Go through the data below and return each line where the string "store" occurs.

(Records for this exercise)

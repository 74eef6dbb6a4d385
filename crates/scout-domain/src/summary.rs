//! Age-targeted summary domain model

use serde::{Deserialize, Serialize};
use serde_json::Value;

/// A summary of one paper written for a target reading age.
///
/// The store does not enforce uniqueness per `(paper_id, target_age)`;
/// callers check before creating.
#[derive(Clone, Debug, Serialize, Deserialize)]
pub struct Summary {
    pub id: String,
    pub paper_id: String,
    pub user_id: Option<String>,
    pub target_age: i32,
    /// Opaque summary payload from the analysis collaborator.
    pub content: Value,
    pub created_at: String,
}

/// Caller-supplied summary fields; the store assigns id and timestamp.
#[derive(Clone, Debug, Serialize, Deserialize)]
pub struct SummaryDraft {
    pub paper_id: String,
    pub target_age: i32,
    pub content: Value,
}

(End Records for this exercise)

Answer to the exercise:
/// The store does not enforce uniqueness per `(paper_id, target_age)`;
/// Caller-supplied summary fields; the store assigns id and timestamp.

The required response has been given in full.